As noted in the majority opinion, two federal courts in Kansas have reached different results on the question of the constitu*519tionality of K.S.A. 60-471. I believe that the rationale of Judge Richard Rogers is well reasoned and legally sound. I adopt the same as expressed in Holman v. The Menninger Foundation, No. 79-4090 (D. Kan., unpublished opinion filed July 13,1982) as follows:

“The question of the constitutionality of K.S.A. 60-471 is more troublesome. The judges in this district have reached differing conclusions. In Marlatt v. Hutton, No. 76-46-C5 (D. Kan., unpublished, 4/3/79), this court found the statute to be constitutional. We stated:
“ ‘Although the wisdom of the statute in terms of its societal impact may be questioned, we are convinced that there exists a rational basis for singling out those who received gratuitous services at no cost which they are not obligated to repay. Those persons simply did not suffer compensable economic damage for the value of such services, either before the fact in the form of insurance premiums or after the fact in the form of subrogation payments or derivative rights of recovery vested in the third party. In deciding that malpractice plaintiffs should be limited in their recoveries to a sum which more closely approximates their actual economic loss, the Legislature did not draw arbitrary distinctions. And, as defendant points out, the statute will also work to limit recovery by those who are not welfare recipients but have received gratuitous services; care in the home by family members would perhaps be the most expected case.
“ ‘Plaintiff does not claim that the statute unfairly singles out malpractice plaintiffs as a class, as opposed to plaintiffs injured by any other type of tortfeasor. Rather, the claim is that within the class of malpractice plaintiffs, those who have received gratuities are unfairly treated. There exists a rational basis for this discrimination among malpractice plaintiffs, and we thus reject the equal protection arguments of plaintiff.’

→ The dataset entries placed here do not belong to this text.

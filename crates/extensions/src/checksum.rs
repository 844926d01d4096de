//! SHA-256 checksums over canonical JSON payloads.
//!
//! Checksums end up in pod template annotations (`checksum/secret-<name>`,
//! `checksum/configmap-<name>`) so that a change of any input triggers a
//! rolling update of the consuming workload. They must therefore be stable
//! across process restarts and independent of map insertion order, which is
//! why payloads are serialized through [`canonical_json`] rather than relying
//! on the map implementation `serde_json` happens to be compiled with.

use std::collections::BTreeMap;

use k8s_openapi::api::core::v1::{ConfigMap, Secret};
use k8s_openapi::ByteString;
use serde::Serialize;
use serde_json::Value;
use sha2::{Digest, Sha256};

/// Prefix of checksum annotations for secrets.
pub const SECRET_ANNOTATION_PREFIX: &str = "checksum/secret-";
/// Prefix of checksum annotations for config maps.
pub const CONFIG_MAP_ANNOTATION_PREFIX: &str = "checksum/configmap-";

/// Writes `value` as JSON with object keys sorted and without whitespace.
pub fn canonical_json(value: &Value) -> String {
    let mut out = String::new();
    write_canonical(value, &mut out);
    out
}

fn write_canonical(value: &Value, out: &mut String) {
    match value {
        Value::Object(map) => {
            let mut keys: Vec<&String> = map.keys().collect();
            keys.sort();
            out.push('{');
            for (i, key) in keys.into_iter().enumerate() {
                if i > 0 {
                    out.push(',');
                }
                // Serializing a string cannot fail.
                out.push_str(&Value::String(key.clone()).to_string());
                out.push(':');
                write_canonical(&map[key], out);
            }
            out.push('}');
        }
        Value::Array(items) => {
            out.push('[');
            for (i, item) in items.iter().enumerate() {
                if i > 0 {
                    out.push(',');
                }
                write_canonical(item, out);
            }
            out.push(']');
        }
        scalar => out.push_str(&scalar.to_string()),
    }
}

/// Hex encoded SHA-256 of `bytes`.
pub fn sha256_hex(bytes: &[u8]) -> String {
    format!("{:x}", Sha256::digest(bytes))
}

/// Computes the checksum of an arbitrary serializable payload.
pub fn compute_checksum<T: Serialize>(payload: &T) -> anyhow::Result<String> {
    let value = serde_json::to_value(payload)?;
    Ok(sha256_hex(canonical_json(&value).as_bytes()))
}

/// Computes the checksum of secret data.
pub fn compute_secret_checksum(data: &BTreeMap<String, ByteString>) -> String {
    let value = Value::Object(
        data.iter()
            .map(|(k, v)| (k.clone(), Value::String(base64::encode(&v.0))))
            .collect(),
    );
    sha256_hex(canonical_json(&value).as_bytes())
}

/// Computes the checksum of config map data.
pub fn compute_config_map_checksum(data: &BTreeMap<String, String>) -> String {
    let value = Value::Object(
        data.iter()
            .map(|(k, v)| (k.clone(), Value::String(v.clone())))
            .collect(),
    );
    sha256_hex(canonical_json(&value).as_bytes())
}

/// Checksums keyed by object name.
pub type Checksums = BTreeMap<String, String>;

/// Computes checksums for the given secrets and config maps, keyed by name.
pub fn compute_checksums<'a>(
    secrets: impl IntoIterator<Item = &'a Secret>,
    config_maps: impl IntoIterator<Item = &'a ConfigMap>,
) -> Checksums {
    let mut checksums = Checksums::new();
    for secret in secrets {
        if let Some(name) = &secret.metadata.name {
            let data = secret.data.clone().unwrap_or_default();
            checksums.insert(name.clone(), compute_secret_checksum(&data));
        }
    }
    for config_map in config_maps {
        if let Some(name) = &config_map.metadata.name {
            let data = config_map.data.clone().unwrap_or_default();
            checksums.insert(name.clone(), compute_config_map_checksum(&data));
        }
    }
    checksums
}

/// Sets `checksum/secret-<name>` to the given checksum.
pub fn ensure_secret_checksum_annotation(
    annotations: &mut BTreeMap<String, String>,
    name: &str,
    checksum: &str,
) {
    annotations.insert(
        format!("{}{}", SECRET_ANNOTATION_PREFIX, name),
        checksum.to_owned(),
    );
}

/// Sets `checksum/configmap-<name>` to the given checksum.
pub fn ensure_config_map_checksum_annotation(
    annotations: &mut BTreeMap<String, String>,
    name: &str,
    checksum: &str,
) {
    annotations.insert(
        format!("{}{}", CONFIG_MAP_ANNOTATION_PREFIX, name),
        checksum.to_owned(),
    );
}

/// Builds the `checksum/secret-<name>` annotations for the given secret names.
/// Names without a computed checksum are skipped.
pub fn secret_checksum_annotations(checksums: &Checksums, names: &[&str]) -> BTreeMap<String, String> {
    let mut annotations = BTreeMap::new();
    for name in names {
        if let Some(checksum) = checksums.get(*name) {
            ensure_secret_checksum_annotation(&mut annotations, name, checksum);
        }
    }
    annotations
}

“Thereafter, Judge Theis examined the statute in Doran v. Priddy, [534 F. Supp. 30 (D. Kan. 1981)], and found it to be unconstitutional. Judge Theis reasoned:
“ ‘The instant case deals with a rule of evidence which first applies to parties claimed to have been injured through the wrongful conduct of another only if the putative tortfeasor is a health care provider. It then further discriminates between those who pay for insurance, or have such benefits from their employment, and anyone who must rely upon charity or other gratuitous care. Even if we assume medical malpractice statutes which single out one profession for special protection from rising costs for tortious conduct in a time of general inflation betoken legitimate interests, these interests are not thwarted by requiring more even treatment of indigent injured parties with other classes of injured parties referenced in the same statute. The statute before the Court embodies elements of putativeness and discrimination which violate the rights of citizens to equal treatment under the law. Like the differences in treatment between classes of civil judgment debtors, the discrimination between classes of medical malpractice plaintiffs is lodged within the heart of the'judicial process. Rules governing the admissibility of evidence in a civil trial are a type of discrimination not to be approved automatically. Rather, the Court must apply a scrutiny which, as the United States Supreme Court has called it in another context, is ‘not a toothless *520one.’ Trimble v. Gordon, 430 U.S. 762 (1977) (illegitimacy not a suspect class, but statute unconstitutional).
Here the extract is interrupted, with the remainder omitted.